В другой раз тех же самых хирургов пригласили на изысканный танцевальный вечер вместе с несколькими французскими офицерами полка африканской пехоты. Вечер был в полном разгаре, когда два иностранных легионера вошли через ворота сада. Им тоже хотелось повеселиться. Разгневанный французский полковник попытался выставить вон непрошеных гостей, но Сент-Экс вмешался, накачав их продовольствием, спиртными напитками и беседой, и, наконец, сделал им подарок – свою зажигалку.
Однажды он признался Конту, когда тот стал восхищаться его красивыми, из свиной кожи, чемоданом и несессером: «Это Консуэла прислала их мне. Она изматывает меня моими же собственными деньгами, но я ей все всегда прощаю». С подобным благодушием он никогда не упускал случая возразить скептикам, горячо убеждавшим его, будто вступление Америки в войну – это «иллюзия», поскольку для «Америки в этом нет никакого интереса», и даже называвшим совместное командование «крестоносцами» XX столетия. В знак своей искренней благодарности он отдал Конту свой собственный экземпляр «Военного летчика», уникальное издание, отпечатанное на редкой бумаге.
Страшная летняя жара наконец-то начала спадать к тому времени, когда Антуан возвратился в Алжир, но это принесло ему слабое облегчение и не спасло от душевного мрака, куда он погружался. Вновь его угнетала преобладавшая атмосфера ссор и интриг: их было так много вокруг… Ему не удавалось сконцентрироваться на работе над «Цитаделью». Его переживания повлияли даже на почерк, который в тот период становится настолько неразборчив, что все попытки расшифровывать листы рукописи после его смерти не дали результатов. Даже страницы, отпечатанные в Нью-Йорке, теперь вызывали у него сомнения, на него накатывали приступы растерянности, несобранности, столь тяжелым был его настрой. Более, чем когда-либо, он испытывал беспокойство по поводу своей прозы, ощущая страстную, порой тираническую потребность заставить друзей просмотреть написанное им. Когда настал черед для Нелли де Вог приехать в Алжир, как члену вспомогательного воинского подразделения «Свободной Франции», ей пришлось проглотить сотни страниц «Цитадели» за один длинный, почти безостановочный прием, а заодно пару бензедриновых таблеток, чтобы не заснуть.

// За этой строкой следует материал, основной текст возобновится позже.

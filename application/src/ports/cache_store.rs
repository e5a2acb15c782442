//! Cache store port
//!
//! The store is key-addressable and serializes every mutation internally, so
//! callers never see a multi-step read-modify-write window. The compound
//! operations (`take_deliverable`, `complete`, `evict`) exist precisely so
//! the check and the write happen under one lock.

use async_trait::async_trait;
use chrono::{DateTime, Utc};
use thiserror::Error;
use toolgate_domain::cache::entities::{CacheEntry, CacheStatus};
use toolgate_domain::tool::value_objects::ToolCallResult;

/// Infrastructure failures of the cache store.
///
/// This is the one error class the gateway propagates to its caller: without
/// the store it cannot make progress.
#[derive(Debug, Error)]
pub enum CacheStoreError {
    #[error("Cache store I/O failed: {0}")]
    Io(String),

    #[error("Cache store serialization failed: {0}")]
    Serialization(String),
}

/// Port for the durable result cache
#[async_trait]
pub trait CacheStorePort: Send + Sync {
    /// Read one entry
    async fn get(&self, key: &str) -> Result<Option<CacheEntry>, CacheStoreError>;

    /// Insert or replace one entry
    async fn insert(&self, key: &str, entry: CacheEntry) -> Result<(), CacheStoreError>;

    /// Atomically return a deliverable entry and mark it consumed.
    ///
    /// Deliverable means: terminal status, unconsumed, unexpired at `now`.
    /// This is the gateway's fast path; doing the check and the consumption
    /// under the store's lock is what makes delivery at-most-once.
    async fn take_deliverable(
        &self,
        key: &str,
        now: DateTime<Utc>,
    ) -> Result<Option<CacheEntry>, CacheStoreError>;

    /// Transition an entry to a terminal state with its real result.
    ///
    /// A missing entry is created terminal (the sweep may have raced the
    /// completing execution).
    async fn complete(
        &self,
        key: &str,
        status: CacheStatus,
        result: ToolCallResult,
        task_id: &str,
    ) -> Result<(), CacheStoreError>;

    /// Remove one entry
    async fn remove(&self, key: &str) -> Result<(), CacheStoreError>;

    /// Delete every evictable entry (consumed, or expired at `now`) and
    /// return how many were removed
    async fn evict(&self, now: DateTime<Utc>) -> Result<usize, CacheStoreError>;

    /// Number of live entries
    async fn len(&self) -> Result<usize, CacheStoreError>;
}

Душевный мрак, окутывавший Сент-Экса, – не просто результат скорбного озлобленного воображения. Андре Моруа вскоре обнаружил, что в том нравственном заточении, в котором пребывал его друг, хватало места для всех. Приехал в Алжир и Адриен Тиксье (где он стал членом временного правительства). Де Голль был слишком хорошо информирован об их совместном нежелании присоединиться к его нью- йоркской фракции. Бурбонская Горькая Полынь (так его прозвали среди англо-американцев) не испытывал никакого желания ничего забывать. Когда Моруа попросил разрешения посетить Корсику (после освобождения острова солдатами Жиро и американскими парашютистами), ему в этом было отказано.

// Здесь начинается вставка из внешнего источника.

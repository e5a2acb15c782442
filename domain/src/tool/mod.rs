//! Tool domain module
//!
//! Contains the tool definition model (entities), call result value objects,
//! and the deterministic call key used to correlate polls with earlier calls.

pub mod call_key;
pub mod entities;
pub mod value_objects;

pub use call_key::CallKey;
pub use entities::{HandlerConfig, ToolDefinition};
pub use value_objects::{CallOutcome, ContentItem, ToolCallResult};
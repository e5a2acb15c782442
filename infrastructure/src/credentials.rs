//! Credential resolver backed by the loaded configuration

use std::collections::BTreeMap;

use toolgate_application::ports::credentials::{CredentialResolverPort, PlatformCredential};

use crate::config::file_config::FilePlatformConfig;

/// Resolves proxy platform credentials from `[gateway.platforms]`
#[derive(Debug, Clone, Default)]
pub struct ConfigCredentialResolver {
    platforms: BTreeMap<String, FilePlatformConfig>,
}

impl ConfigCredentialResolver {
    pub fn new(platforms: BTreeMap<String, FilePlatformConfig>) -> Self {
        Self { platforms }
    }
}

impl CredentialResolverPort for ConfigCredentialResolver {
    fn resolve(&self, platform: &str) -> Option<PlatformCredential> {
        let config = self.platforms.get(platform)?;
        if config.token.is_empty() {
            return None;
        }
        Some(PlatformCredential {
            token: config.token.clone(),
            base_url: config.base_url.clone(),
        })
    }
}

А через несколько дней после первого вето Моруа (вспомним, как обстояло дело с Сент-Экзюпери и Де Голлем) наткнулся на второе, более значимое. 30 октября Де Голль предполагал выступить с речью на Всеалжирском форуме в честь празднования шестидесятой годовщины основания Французского содружества. При подготовке текста он попросил одного из своих помощников написать абзац, посвященный ведущим французским авторам, которые помогли спасти дух Франции, предпочтя изгнание позору Виши. Список, в варианте помощника, включал имена Андре Моруа и Антуана де Сент-Экзюпери. Но когда генерал уже на трибуне дошел до слов о тех, кто «как только избежал тирании, принял участие со всем присущим им благородством и, я мог бы добавить, независимостью в больших духовных и моральных сражениях этой войны», он стал сыпать именами Филиппа Барре, Анри Бернштайна, Эва Кюри, Дюкатийона, а к числу «величайших авторов» он отнес (!) Андре Жида, Жозефа Кесселя, Маритена и Жюля Ромена. Ни слова о Моруа, ни строчки о Сент-Эксе или о Сент-Джоне Персе. Горькая Полынь взял свою ручку, обмакнул ее в помойное ведро своей галльской злобы и вычеркнул все три имени еретиков. Помощник был вне себя, как и Леон Ванселиус, который сразу понял, слушая речь, что, если образцовый французский писатель Филипп Барре возглавляет этот удивительный список, то лишь из-за своего дара литературного предвидения, проявившегося в написании панегирика в честь Де Голля.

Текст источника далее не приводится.